Paul Jourdan: Hello.

Black: So, do you want to tell us what the fund does?

Jourdan: The fund is in the UK small companies sector and it means that 80% of the assets of the fund will be invested in the bottom 10% of the U.K. stock market.

Black: Where are the other 20%?

Jourdan: The other 20% will be – maybe, if we want it to be, we can go above that level. So, we might have some of the fund in slightly bigger companies. But essentially, we're targeting the bottom 10% of the U.K. market.

Black: And what is the appeal of these companies for you?

Jourdan: Well, I've been a smaller company investor – UK small company investor for something like 20 years, and it's an endlessly fascinating and intriguing and money-making sector. I mean, it's been a tremendous journey. Clearly, 12 years ago, we had the financial crisis, which was a pretty stressful period. But when you look at the last 20 years as a whole, it's been pretty remarkable and particularly, the last 10. And so, I've spent some time in the last couple of years trying to explain actually why have the last 10 years been so good for UK small companies.

Black: Well, that is the magic question, though, isn't it? So, one area you look at, which is very fascinating is the Aim market, which a lot of people might not be familiar with. What is Aim?

Jourdan: Yeah. So, Aim stands for Alternative Investment Market. And it was a segment of the market, a slightly less regulated segment of the market that was established in 1995, I think. So, it's been around for about 25 years. And it was there really to allow smaller growth businesses to list and to do so with a bit less cost and slightly lighter regulations.

Black: Well, lighter regulations sounds a bit scary and you do get some people thinking this is a space for cowboys and rogue businesses. But you find some good opportunities there, don't you?

Jourdan: Yeah. And I should say – I say lighter regulations with a slightly wry smile because the regulations are anything but light. If you ask anyone who's listed on Aim, what was it like? It's normally a bit of a nightmare.
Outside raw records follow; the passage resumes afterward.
//! Configuration schema
//!
//! The schema is the authoritative list of configuration keys. Declaration
//! order matters: options that implicitly change other options come first
//! (the Amiga model decides kickstarts and joystick defaults), and every
//! resource path precedes its checksum key.

use std::sync::LazyLock;

use fs_launcher_shared::{
    MAX_CDROM_DRIVES, MAX_CDROM_IMAGES, MAX_FLOPPY_DRIVES, MAX_FLOPPY_IMAGES, MAX_HARD_DRIVES,
};
use hashbrown::{HashMap, HashSet};

use super::ConfigValues;
use crate::error::ConfigError;

bitflags::bitflags! {
    /// Behavior flags of a configuration key
    #[derive(Debug, Clone, Copy, PartialEq, Eq, Hash, Default)]
    pub struct KeyFlags: u8 {
        /// Part of the configuration checksum
        const CHECKSUM = 0b0000_0001;
        /// Exchanged between peers of a network session
        const SYNC = 0b0000_0010;
        /// Managed by a dedicated code path, skipped by generic copies
        const CUSTOM = 0b0000_0100;
        /// Derived value, never written to configuration files
        const NOSAVE = 0b0000_1000;
    }
}

const NONE: KeyFlags = KeyFlags::empty();
const CS: KeyFlags = KeyFlags::CHECKSUM.union(KeyFlags::SYNC);
const CSC: KeyFlags = CS.union(KeyFlags::CUSTOM);
const CSN: KeyFlags = CS.union(KeyFlags::NOSAVE);

/// One schema entry.
#[derive(Debug, Clone, PartialEq, Eq)]
pub struct ConfigKeySpec {
    pub name: String,
    pub default_value: String,
    pub flags: KeyFlags,
}

impl ConfigKeySpec {
    pub fn new(name: impl Into<String>, default_value: impl Into<String>, flags: KeyFlags) -> Self {
        Self {
            name: name.into(),
            default_value: default_value.into(),
            flags,
        }
    }
}

/// Kind of a hardware resource slot. Decides the base directory for
/// relative paths and the checksum variant.
#[derive(Debug, Clone, Copy, PartialEq, Eq, Hash)]
pub enum ResourceKind {
    Floppy,
    CdRom,
    HardDrive,
    Kickstart,
}

impl ResourceKind {
    /// Kickstarts are hashed with the ROM-aware variant.
    pub fn is_rom(self) -> bool {
        self == Self::Kickstart
    }
}

/// Pairing of a resource path key with the key caching its checksum.
///
/// Whenever the path changes without a checksum supplied alongside it, the
/// checksum key is cleared and recomputed.
#[derive(Debug, Clone, PartialEq, Eq)]
pub struct DerivedFieldRule {
    pub path_key: String,
    pub sha1_key: String,
    pub kind: ResourceKind,
}

impl DerivedFieldRule {
    pub fn new(path_key: impl Into<String>, sha1_key: impl Into<String>, kind: ResourceKind) -> Self {
        Self {
            path_key: path_key.into(),
            sha1_key: sha1_key.into(),
            kind,
        }
    }
}

/// Ordered, immutable set of configuration keys.
#[derive(Debug)]
pub struct Schema {
    keys: Vec<ConfigKeySpec>,
    index: HashMap<String, usize>,
    sync_keys: HashSet<String>,
    rules: Vec<DerivedFieldRule>,
}

static LAUNCHER_SCHEMA: LazyLock<Schema> = LazyLock::new(|| {
    let (keys, rules) = launcher_entries();
    Schema::new(keys, rules).unwrap_or_else(|e| panic!("invalid launcher schema: {e}"))
});

impl Schema {
    /// Build a schema, rejecting duplicate keys and rules that reference
    /// undeclared keys.
    pub fn new(keys: Vec<ConfigKeySpec>, rules: Vec<DerivedFieldRule>) -> Result<Self, ConfigError> {
        let mut index = HashMap::with_capacity(keys.len());
        for (i, spec) in keys.iter().enumerate() {
            if index.insert(spec.name.clone(), i).is_some() {
                return Err(ConfigError::DuplicateKey(spec.name.clone()));
            }
        }
        for rule in &rules {
            for key in [&rule.path_key, &rule.sha1_key] {
                if !index.contains_key(key.as_str()) {
                    return Err(ConfigError::UndeclaredRuleKey(key.clone()));
                }
            }
        }
        let sync_keys = keys
            .iter()
            .filter(|spec| spec.flags.contains(KeyFlags::SYNC))
            .map(|spec| spec.name.clone())
            .collect();
        Ok(Self {
            keys,
            index,
            sync_keys,
            rules,
        })
    }

    /// The launcher's Amiga configuration schema.
    ///
    /// # Panics
    ///
    /// Panics on first use if the built-in table declares a key twice.
    pub fn launcher() -> &'static Schema {
        &LAUNCHER_SCHEMA
    }

    /// All entries in declaration order.
    pub fn all_keys(&self) -> &[ConfigKeySpec] {
        &self.keys
    }

    pub fn len(&self) -> usize {
        self.keys.len()
    }

    pub fn is_empty(&self) -> bool {
        self.keys.is_empty()
    }

    pub fn spec(&self, key: &str) -> Option<&ConfigKeySpec> {
        self.index.get(key).map(|&i| &self.keys[i])
    }

    pub fn contains(&self, key: &str) -> bool {
        self.index.contains_key(key)
    }

    pub fn default_value(&self, key: &str) -> Option<&str> {
        self.spec(key).map(|spec| spec.default_value.as_str())
    }

    pub fn has_flag(&self, key: &str, flag: KeyFlags) -> bool {
        self.spec(key).is_some_and(|spec| spec.flags.contains(flag))
    }

    /// Keys included in the configuration checksum, in declaration order.
    pub fn checksum_keys(&self) -> impl Iterator<Item = &str> {
        self.keys_with(KeyFlags::CHECKSUM)
    }

    /// Keys exchanged for network session agreement.
    pub fn sync_keys(&self) -> &HashSet<String> {
        &self.sync_keys
    }

    /// Keys written to configuration files, in declaration order.
    pub fn persisted_keys(&self) -> impl Iterator<Item = &str> {
        self.keys
            .iter()
            .filter(|spec| !spec.flags.contains(KeyFlags::NOSAVE))
            .map(|spec| spec.name.as_str())
    }

    /// Keys managed by dedicated code paths, in declaration order.
    pub fn custom_keys(&self) -> impl Iterator<Item = &str> {
        self.keys_with(KeyFlags::CUSTOM)
    }

    fn keys_with(&self, flag: KeyFlags) -> impl Iterator<Item = &str> {
        self.keys
            .iter()
            .filter(move |spec| spec.flags.contains(flag))
            .map(|spec| spec.name.as_str())
    }

    /// A fully populated mapping of default values.
    pub fn defaults(&self) -> ConfigValues {
        self.keys
            .iter()
            .map(|spec| (spec.name.clone(), spec.default_value.clone()))
            .collect()
    }

    /// Path/checksum pairings of all resource slots.
    pub fn derived_rules(&self) -> &[DerivedFieldRule] {
        &self.rules
    }

    /// The rule whose path key is `key`, if any.
    pub fn rule_for_path(&self, key: &str) -> Option<&DerivedFieldRule> {
        self.rules.iter().find(|rule| rule.path_key == key)
    }
}

/// The built-in key table and resource rules.
fn launcher_entries() -> (Vec<ConfigKeySpec>, Vec<DerivedFieldRule>) {
    let mut keys = Vec::with_capacity(256);
    let mut push = |name: &str, flags: KeyFlags| keys.push(ConfigKeySpec::new(name, "", flags));

    // Hardware
    for name in [
        "amiga_model",
        "ntsc_mode",
        "accuracy",
        "chip_memory",
        "slow_memory",
        "fast_memory",
        "zorro_iii_memory",
        "bsdsocket_library",
        "uaegfx_card",
    ] {
        push(name, CS);
    }

    // Joystick ports; the device itself is local to each peer
    for port in 0..4 {
        push(&format!("joystick_port_{port}"), NONE);
        push(&format!("joystick_port_{port}_mode"), CS);
        push(&format!("joystick_port_{port}_autofire"), CS);
    }

    push("floppy_drive_count", CSC);
    push("cdrom_drive_count", CSC);

    // Not an Amiga device, so it is neither checksummed nor synced
    push("joystick_port_4_mode", KeyFlags::CUSTOM);

    push("kickstart_file", NONE);
    push("x_kickstart_file", KeyFlags::NOSAVE);
    push("x_kickstart_file_sha1", CSN);
    push("kickstart_ext_file", NONE);
    push("x_kickstart_ext_file", KeyFlags::NOSAVE);
    push("x_kickstart_ext_file_sha1", CSN);

    push("x_whdload_args", CS);
    push("x_whdload_version", CS);
    push("floppy_drive_speed", CSC);
    push("dongle_type", CSC);
    push("platform", NONE);

    // Network session
    for name in [
        "__netplay_game",
        "__netplay_password",
        "__netplay_players",
    ] {
        push(name, CS);
    }
    push("__netplay_port", KeyFlags::SYNC);
    push("__netplay_addresses", CS);
    push("__netplay_host", NONE);
    push("__netplay_ready", NONE);
    push("__netplay_state_dir_name", CS);

    push("__error", NONE);
    push("x_game_uuid", NONE);
    push("x_game_xml_path", NONE);
    push("title", KeyFlags::CUSTOM);
    push("sub_title", KeyFlags::CUSTOM);
    push("viewport", KeyFlags::CUSTOM);

    // Game metadata
    for name in [
        "year",
        "developer",
        "publisher",
        "languages",
        "players",
        "protection",
        "hol_url",
        "wikipedia_url",
        "database_url",
        "lemon_url",
        "mobygames_url",
        "amigamemo_url",
        "whdload_url",
        "longplay_url",
        "__variant_rating",
        "variant_rating",
        "variant_uuid",
        "download_file",
        "download_page",
        "download_terms",
        "download_notice",
        "x_missing_files",
        "x_game_notice",
        "x_variant_notice",
        "x_variant_warning",
        "x_variant_error",
        "x_joy_emu_conflict",
        "screen1_sha1",
        "screen2_sha1",
        "screen3_sha1",
        "screen4_sha1",
        "screen5_sha1",
        "front_sha1",
        "title_sha1",
    ] {
        push(name, NONE);
    }

    push("mouse_integration", CS);

    let mut rules = Vec::new();
    let mut slots = |prefix: &str, count: usize, kind: ResourceKind, keys: &mut Vec<ConfigKeySpec>| {
        for i in 0..count {
            let path_key = format!("{prefix}_{i}");
            let sha1_key = format!("x_{prefix}_{i}_sha1");
            keys.push(ConfigKeySpec::new(&path_key, "", NONE));
            if kind == ResourceKind::HardDrive {
                keys.push(ConfigKeySpec::new(format!("{prefix}_{i}_label"), "", CSC));
                keys.push(ConfigKeySpec::new(format!("{prefix}_{i}_priority"), "", CSC));
            }
            keys.push(ConfigKeySpec::new(&sha1_key, "", CSN));
            rules.push(DerivedFieldRule::new(path_key, sha1_key, kind));
        }
    };
    slots("floppy_drive", MAX_FLOPPY_DRIVES, ResourceKind::Floppy, &mut keys);
    slots("floppy_image", MAX_FLOPPY_IMAGES, ResourceKind::Floppy, &mut keys);
    slots("cdrom_drive", MAX_CDROM_DRIVES, ResourceKind::CdRom, &mut keys);
    slots("cdrom_image", MAX_CDROM_IMAGES, ResourceKind::CdRom, &mut keys);
    slots("hard_drive", MAX_HARD_DRIVES, ResourceKind::HardDrive, &mut keys);

    // The resolved kickstarts are checksummed last, after the media slots
    rules.push(DerivedFieldRule::new(
        "x_kickstart_file",
        "x_kickstart_file_sha1",
        ResourceKind::Kickstart,
    ));
    rules.push(DerivedFieldRule::new(
        "x_kickstart_ext_file",
        "x_kickstart_ext_file_sha1",
        ResourceKind::Kickstart,
    ));

    keys.push(ConfigKeySpec::new(
        "__version",
        env!("CARGO_PKG_VERSION"),
        NONE,
    ));

    (keys, rules)
}

#[cfg(test)]
mod tests {
    use super::*;

    // =============================================================
    // Built-in schema
    // =============================================================

    #[test]
    fn test_launcher_schema_builds() {
        let schema = Schema::launcher();
        assert!(schema.contains("amiga_model"));
        assert!(schema.contains("x_hard_drive_9_sha1"));
        assert!(!schema.contains("x_hard_drive_10_sha1"));
        assert!(!schema.is_empty());
    }

    #[test]
    fn test_amiga_model_declared_first() {
        assert_eq!(Schema::launcher().all_keys()[0].name, "amiga_model");
    }

    #[test]
    fn test_slot_keys_generated() {
        let schema = Schema::launcher();
        for i in 0..MAX_FLOPPY_DRIVES {
            assert!(schema.contains(&format!("floppy_drive_{i}")));
        }
        for i in 0..MAX_FLOPPY_IMAGES {
            assert!(schema.contains(&format!("x_floppy_image_{i}_sha1")));
        }
        assert!(schema.contains("cdrom_drive_0"));
        assert!(!schema.contains("cdrom_drive_1"));
        assert!(schema.has_flag("hard_drive_3_label", KeyFlags::CUSTOM));
    }

    #[test]
    fn test_path_precedes_checksum() {
        let schema = Schema::launcher();
        let position = |key: &str| {
            schema
                .all_keys()
                .iter()
                .position(|spec| spec.name == key)
                .unwrap()
        };
        for rule in schema.derived_rules() {
            assert!(position(&rule.path_key) < position(&rule.sha1_key), "{}", rule.path_key);
        }
        assert!(position("amiga_model") < position("kickstart_file"));
    }

    #[test]
    fn test_flags() {
        let schema = Schema::launcher();
        assert!(schema.has_flag("x_kickstart_file_sha1", KeyFlags::CHECKSUM));
        assert!(schema.has_flag("x_kickstart_file_sha1", KeyFlags::NOSAVE));
        assert!(!schema.has_flag("joystick_port_0", KeyFlags::CHECKSUM));
        assert!(schema.has_flag("__netplay_port", KeyFlags::SYNC));
        assert!(!schema.has_flag("__netplay_port", KeyFlags::CHECKSUM));
        assert!(!schema.has_flag("no_such_key", KeyFlags::SYNC));
    }

    #[test]
    fn test_persisted_keys_exclude_nosave() {
        let schema = Schema::launcher();
        let persisted: Vec<&str> = schema.persisted_keys().collect();
        assert!(persisted.contains(&"kickstart_file"));
        assert!(!persisted.contains(&"x_kickstart_file"));
        assert!(!persisted.contains(&"x_floppy_drive_0_sha1"));
    }

    #[test]
    fn test_custom_keys() {
        let custom: Vec<&str> = Schema::launcher().custom_keys().collect();
        assert!(custom.contains(&"title"));
        assert!(custom.contains(&"floppy_drive_count"));
        assert!(!custom.contains(&"amiga_model"));
    }

    #[test]
    fn test_checksum_keys_in_declaration_order() {
        let keys: Vec<&str> = Schema::launcher().checksum_keys().collect();
        assert_eq!(keys[0], "amiga_model");
        assert_eq!(keys[1], "ntsc_mode");
        assert!(!keys.contains(&"title"));
    }

    #[test]
    fn test_defaults_cover_every_key() {
        let schema = Schema::launcher();
        let defaults = schema.defaults();
        assert_eq!(defaults.len(), schema.len());
        assert_eq!(defaults["__version"], env!("CARGO_PKG_VERSION"));
        assert_eq!(schema.default_value("amiga_model"), Some(""));
        assert_eq!(schema.default_value("bogus"), None);
    }

    #[test]
    fn test_rule_for_path() {
        let schema = Schema::launcher();
        let rule = schema.rule_for_path("cdrom_image_3").unwrap();
        assert_eq!(rule.sha1_key, "x_cdrom_image_3_sha1");
        assert_eq!(rule.kind, ResourceKind::CdRom);
        assert!(schema.rule_for_path("amiga_model").is_none());
    }

    // =============================================================
    // Schema integrity
    // =============================================================

    #[test]
    fn test_duplicate_key_rejected() {
        let keys = vec![
            ConfigKeySpec::new("a", "", NONE),
            ConfigKeySpec::new("a", "", CS),
        ];
        assert!(matches!(
            Schema::new(keys, vec![]),
            Err(ConfigError::DuplicateKey(key)) if key == "a"
        ));
    }

    #[test]
    fn test_rule_with_undeclared_key_rejected() {
        let keys = vec![ConfigKeySpec::new("disk", "", NONE)];
        let rules = vec![DerivedFieldRule::new("disk", "x_disk_sha1", ResourceKind::Floppy)];
        assert!(matches!(
            Schema::new(keys, rules),
            Err(ConfigError::UndeclaredRuleKey(key)) if key == "x_disk_sha1"
        ));
    }
}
Black: One form to fill in. No problem.

Jourdan: Yeah. And unfortunately, it has become more and more and more difficult, which is, it's creating some problems and we're seeing fewer companies come to the market. So, there is a bit of work to do actually on making the regulations a bit easier for companies.

Black: But actually, you get some really established massive big businesses on there. So, the online fashion retailer Asos, Majestic Wine. So, it's not just for start-ups.

Jourdan: No, but those were start-ups once upon a time and they use the market really well. Those are two good examples of companies that have really made a fantastic success of listing.

Black: So, what are the main drivers for UK smaller companies this year? It's been a bit tricky with all the Brexit and election uncertainty, but is 2020 looking a bit clearer sailing?

Jourdan: I'm hoping that in 2020 we will have a less uncertain business environment than we had in 2019. And I think a big part of what happened last year was, businesses began holding off from investment decisions, because they just wanted to know what's going to happen in the general election. So, having clarity on that, and – you know, there were – I think we saw under Jeremy Corbyn, that manifesto was regarded as quite a severe threat to a lot of businesses, and it would have completely changed and dramatically changed the business environment in the country. So, having put that behind us, even though we have, of course, more uncertainty as to do with Brexit, and that's very well publicized, and we talk about endlessly, I think we have a slightly calmer investment waters this year.

Black: So, what are some of the key things you're looking for in the companies you invest in?

Jourdan: We're essentially looking for a set of criteria which can broadly be defined what a growth company is. So, the reason you invest in small companies is to find businesses that can grow faster than larger companies can. And you ideally want a company that can grow at a really – a decent rate for 5, 10, even 15 years. If you can find those kinds of investments, they're normally the most profitable investments you're ever going to make. And growth companies are how wealth is – is one of the key wealth creation mechanisms.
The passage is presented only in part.